Opinion: Harbaugh appearance benefits Bulls
These days, one can't sift through a preseason publication or podcast without being reminded of Willie Taggart's seemingly tenuous job security.
The consensus sentiment is, USF's third-year coach faces a bowl-or-bust fall. To reach the postseason, Taggart must navigate an unforgiving non-conference schedule, successfully reconfigure his offensive line and get production from what will be his third opening-day starting quarterback in as many years.
The odds are stiff. But if Taggart can survive for the long term, he's preparing for it brilliantly.
Case in point: Saturday's one-day camp featuring Michigan coach Jim Harbaugh and the Wolverines staff.
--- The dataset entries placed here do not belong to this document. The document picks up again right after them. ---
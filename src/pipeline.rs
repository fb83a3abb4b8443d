//! The end-to-end generation pipeline.
//!
//! Parser → Synthesizer (+ ID Allocator) → Dependency Resolver → Matrix
//! Builder → Serializer. Each stage runs to completion before the next one
//! starts, and any failure discards the whole batch.

use tracing::instrument;

use crate::{
    allocator::IdAllocator,
    dependency::{self, DependencyCycleError},
    domain::{Config, RequirementRecord, TestCase},
    matrix::{CoverageError, TraceabilityMatrix},
    parser::{self, ParseError},
    synthesis::{Phrasebook, SynthesisError, Synthesizer},
    table::Table,
};

/// Any failure of the pipeline.
#[derive(Debug, thiserror::Error, PartialEq, Eq)]
pub enum Error {
    /// The document could not be parsed.
    #[error(transparent)]
    Parse(#[from] ParseError),

    /// A requirement could not be turned into test cases.
    #[error(transparent)]
    Synthesis(#[from] SynthesisError),

    /// The test cases depend on each other in a cycle.
    #[error(transparent)]
    Cycle(#[from] DependencyCycleError),

    /// A requirement is not covered, or the test cases are inconsistent.
    #[error(transparent)]
    Coverage(#[from] CoverageError),
}

/// Generates test suites from requirements documents.
#[derive(Debug, Clone)]
pub struct Pipeline {
    config: Config,
    synthesizer: Synthesizer,
}

impl Pipeline {
    /// Creates a pipeline with the given configuration.
    #[must_use]
    pub fn new(config: Config) -> Self {
        Self {
            synthesizer: Synthesizer::new(config.clone()),
            config,
        }
    }

    /// Replaces the phrasebook used to write test case prose.
    #[must_use]
    pub fn with_phrasebook(mut self, phrasebook: impl Phrasebook + 'static) -> Self {
        self.synthesizer = self.synthesizer.with_phrasebook(phrasebook);
        self
    }

    /// The configuration in use.
    #[must_use]
    pub const fn config(&self) -> &Config {
        &self.config
    }

    /// Runs every stage on a document, numbering test cases from 1.
    ///
    /// # Errors
    ///
    /// Returns the first stage failure. No partial output is produced.
    pub fn run(&self, document: &str) -> Result<TestSuite, Error> {
        self.run_with(document, &IdAllocator::new())
    }

    /// Runs every stage on a document, drawing identifiers from an existing
    /// allocator.
    ///
    /// Use [`IdAllocator::resume_after`] to keep numbering after a previous
    /// run.
    ///
    /// # Errors
    ///
    /// Returns the first stage failure. No partial output is produced.
    #[instrument(skip_all)]
    pub fn run_with(&self, document: &str, allocator: &IdAllocator) -> Result<TestSuite, Error> {
        let requirements = parser::parse(document)?;
        tracing::debug!("Parsed {} requirements", requirements.len());

        let drafts = self.synthesizer.draft_all(&requirements)?;

        let allocated = drafts
            .into_iter()
            .map(|draft| draft.allocate(allocator))
            .collect();
        let cases = dependency::resolve(allocated)?;
        tracing::debug!("Resolved dependencies of {} test cases", cases.len());

        let matrix = TraceabilityMatrix::build(&requirements, &cases);
        matrix.validate()?;

        let table = Table::render(&requirements, &cases, &self.config);
        tracing::info!(
            "Generated {} test cases for {} requirements",
            cases.len(),
            requirements.len()
        );

        Ok(TestSuite {
            requirements,
            cases,
            matrix,
            table,
        })
    }
}

/// The validated output of a pipeline run.
#[derive(Debug, Clone, PartialEq, Eq)]
pub struct TestSuite {
    requirements: Vec<RequirementRecord>,
    cases: Vec<TestCase>,
    matrix: TraceabilityMatrix,
    table: Table,
}

impl TestSuite {
    /// The parsed requirements, in document order.
    #[must_use]
    pub fn requirements(&self) -> &[RequirementRecord] {
        &self.requirements
    }

    /// The test cases, in allocation order.
    #[must_use]
    pub fn cases(&self) -> &[TestCase] {
        &self.cases
    }

    /// The traceability matrix.
    #[must_use]
    pub const fn matrix(&self) -> &TraceabilityMatrix {
        &self.matrix
    }

    /// The rendered table.
    #[must_use]
    pub const fn table(&self) -> &Table {
        &self.table
    }
}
If there's one area in which Taggart has undeniably flourished, it's in recruiting. This satellite camp featuring his close friend and former boss (at Stanford) may be his shrewdest effort yet to lure high-caliber prospects to his campus.
"Having something like this, you have an opportunity to get some kids on your campus that you probably wouldn't have got on your campus before," Taggart said in this recent Q-and-A with the Tampa Bay Times. "And that's a plus for us."
Problem is, what Taggart sees as a benefit, others see as a bane. In many parts of the college football landscape -- especially the SEC -- a four-syllable phrase has regressed into a four-letter word.
Someone says "satellite camp," and skeptics construe a scenario in which a Power Five coaching staff descends on another campus for a day to oversee a thinly-veiled recruiting combine. In some cases, that scenario plays out.
Not this one. The benefits for Taggart's program far outweigh any that Harbaugh and Co. may derive. Could the Wolverines make an inroad with some prospects at Saturday's event? Sure. But let's suppose the camp attracts 30 bona fide recruits who never have stepped foot on the Morsani Practice Complex.
The Wolverines can't -- and won't -- get them all. May not even get two or three.
Meantime, that's 30 potential new Bulls prospects exposed to USF's football digs and sprawling campus. If Harbaugh were horning in on Gainesville or Tallahassee, the argument may be altered. In this situation, there should be no argument.
Yet in some circles, one of the American Athletic Conference's most beleaguered coaches is getting maligned again.
If Saturday's camp were observed rationally, the criticism of Taggart would be supplanted by kudos.